Compared, however, with a funeral which I saw in Hong-Kong, the Yokohama ceremony was solemnity in essence. The Hong-Kong obsequies were those of a tobacco-magnate's wife and the widower had determined to spare no expense on their thoroughness. He had even offered, but without success, to compensate the tramway company for a suspension of the service, the result of his failure being that every few minutes the procession was held up to permit the cars to go by; which meant that instead of taking only two hours to pass any given point, it took three. The estimated cost of the funeral was one hundred thousand dollars and all Hong-Kong was there to see.

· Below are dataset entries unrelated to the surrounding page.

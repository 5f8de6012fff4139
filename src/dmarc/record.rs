//! DMARC data types and tag parsing.

use std::fmt;
use std::str::FromStr;

use strum_macros::{Display, EnumIter, EnumString};

/// `p=` / `sp=` values.
#[derive(Debug, Clone, Copy, PartialEq, Eq, Hash, Display, EnumString, EnumIter)]
#[strum(serialize_all = "lowercase", ascii_case_insensitive)]
pub enum Policy {
    None,
    Quarantine,
    Reject,
}

/// `aspf=` values.
#[derive(Debug, Clone, Copy, PartialEq, Eq, Hash, Display, EnumString, EnumIter)]
#[strum(ascii_case_insensitive)]
pub enum Alignment {
    #[strum(serialize = "r")]
    Relaxed,
    #[strum(serialize = "s")]
    Strict,
}

/// A tag value that is either one the classifier understands or the literal that
/// was published.
#[derive(Debug, Clone, PartialEq, Eq)]
pub enum TagValue<T> {
    Known(T),
    Unrecognized(String),
}

impl<T: FromStr> TagValue<T> {
    fn parse(raw: &str) -> Self {
        raw.parse()
            .map(TagValue::Known)
            .unwrap_or_else(|_| TagValue::Unrecognized(raw.to_string()))
    }
}

impl<T: fmt::Display> fmt::Display for TagValue<T> {
    fn fmt(&self, f: &mut fmt::Formatter<'_>) -> fmt::Result {
        match self {
            TagValue::Known(value) => value.fmt(f),
            TagValue::Unrecognized(raw) => f.write_str(raw),
        }
    }
}

/// What the DMARC resolver learned about a domain.
#[derive(Debug, Clone, Default, PartialEq, Eq)]
pub struct DmarcRecord {
    /// Record text with quoting stripped; `None` when no DMARC record was found
    pub raw: Option<String>,
    pub policy: Option<TagValue<Policy>>,
    pub subdomain_policy: Option<TagValue<Policy>>,
    /// `None` when the tag is missing or not a non-negative integer; the effective
    /// percentage is then 100
    pub pct: Option<u32>,
    pub aspf: Option<TagValue<Alignment>>,
    /// `ruf=`, only kept when failure reporting is requested with `fo=1`
    pub forensic_uri: Option<String>,
    /// `rua=`
    pub aggregate_uri: Option<String>,
    /// The record was published on the organizational domain, not on the domain itself
    pub from_organizational_domain: bool,
}

impl DmarcRecord {
    /// The record of a domain that publishes no DMARC policy.
    pub fn absent() -> Self {
        Self::default()
    }

    pub fn is_present(&self) -> bool {
        self.raw.is_some()
    }
}

/// Parses the tags of a DMARC record.
///
/// Tags are `;`-separated `name=value` pairs; names are case-insensitive, values
/// are trimmed, and only the first occurrence of a tag counts. Unknown tags are
/// ignored.
pub fn parse_fields(record: &str) -> DmarcRecord {
    let mut policy = None;
    let mut subdomain_policy = None;
    let mut pct = None;
    let mut aspf = None;
    let mut ruf = None;
    let mut rua = None;
    let mut fo: Option<&str> = None;

    for pair in record.split(';') {
        let Some((tag, value)) = pair.split_once('=') else {
            continue;
        };
        let value = value.trim();
        match tag.trim().to_ascii_lowercase().as_str() {
            "p" if policy.is_none() => policy = Some(TagValue::parse(value)),
            "sp" if subdomain_policy.is_none() => subdomain_policy = Some(TagValue::parse(value)),
            // pct keeps its first occurrence even when that one is not numeric
            "pct" if pct.is_none() => pct = Some(value.parse::<u32>().ok()),
            "aspf" if aspf.is_none() => aspf = Some(TagValue::parse(value)),
            "ruf" if ruf.is_none() => ruf = Some(value.to_string()),
            "rua" if rua.is_none() => rua = Some(value.to_string()),
            "fo" if fo.is_none() => fo = Some(value),
            _ => {}
        }
    }

    let failure_reporting = fo.is_some_and(|options| options.split(':').any(|o| o.trim() == "1"));

    DmarcRecord {
        raw: Some(record.to_string()),
        policy,
        subdomain_policy,
        pct: pct.flatten(),
        aspf,
        forensic_uri: ruf.filter(|_| failure_reporting),
        aggregate_uri: rua,
        from_organizational_domain: false,
    }
}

To Chinese eyes it doubtless had a sombre religious character, but to us it was merely a diverting spectacle of incredible prolongation. We were not wholly to blame in missing its sanctity, for the participants, who were more like mummers than mourners, had all been hired and were enjoying the day off. For the most part they merely wore their fancy dress and walked and talked or played instruments, but now and then there was a dragon and a champion boxing it and these certainly earned their money. At intervals came bearers with trays on which were comforts for the next world or symbolical devices, while, to infinity both in front and behind, banners and streamers and lanterns danced and jogged above all. A miracle-show of the middle ages can have been not unlike it.
THE LITTLE GEISHA
I left Japan, as I have said, just before the cherry-blossom festivities began, but I was able to see a number of the dances—which never change but are passed with exactitude, step for step, gesture for gesture and expression for expression, from one geisha to another—as performed by a child who was being educated for the profession. Although so young she knew accurately upwards of sixty dances, and the pick of these she executed for a few spectators, in a little fragile paper-walled house outside Yokohama, while her adoring aunt played the wistful repetitive accompaniments.

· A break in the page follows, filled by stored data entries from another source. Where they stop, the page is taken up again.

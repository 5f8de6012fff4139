//! Error handling and processing statistics.
//!
//! This module provides:
//! - Error type definitions for initialization, DNS, classification and assessment
//! - Processing statistics tracking (errors, warnings, info metrics)
//!
//! Statistic types are categorized into:
//! - **Errors**: Domains that did not get a normal verdict
//! - **Warnings**: Weak or missing email-authentication configuration
//! - **Info**: Informational metrics (nameserver used, DMARC fallback, etc.)

mod stats;
mod types;

// Re-export public API
pub use stats::ProcessingStats;
pub use types::{
    AssessmentError, ClassificationError, DnsError, ErrorType, InfoType, InitializationError,
    WarningType,
};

The little creature—a mere watch-chain ornament—had a typical Japanese face, half mask, half mischief, and a tiny high voice which now and then broke into the dance. But dances, strictly speaking, they are not. They are really posturing and the manoeuvres of a fan. To me they are strangely fascinating, and, with the music, almost more so than our Western ballets. But there is a difference between the ballet and the geisha dances, and it is so wide that there is no true comparison; for whereas the ballet stimulates and excites, these Japanese movements hypnotise and lull.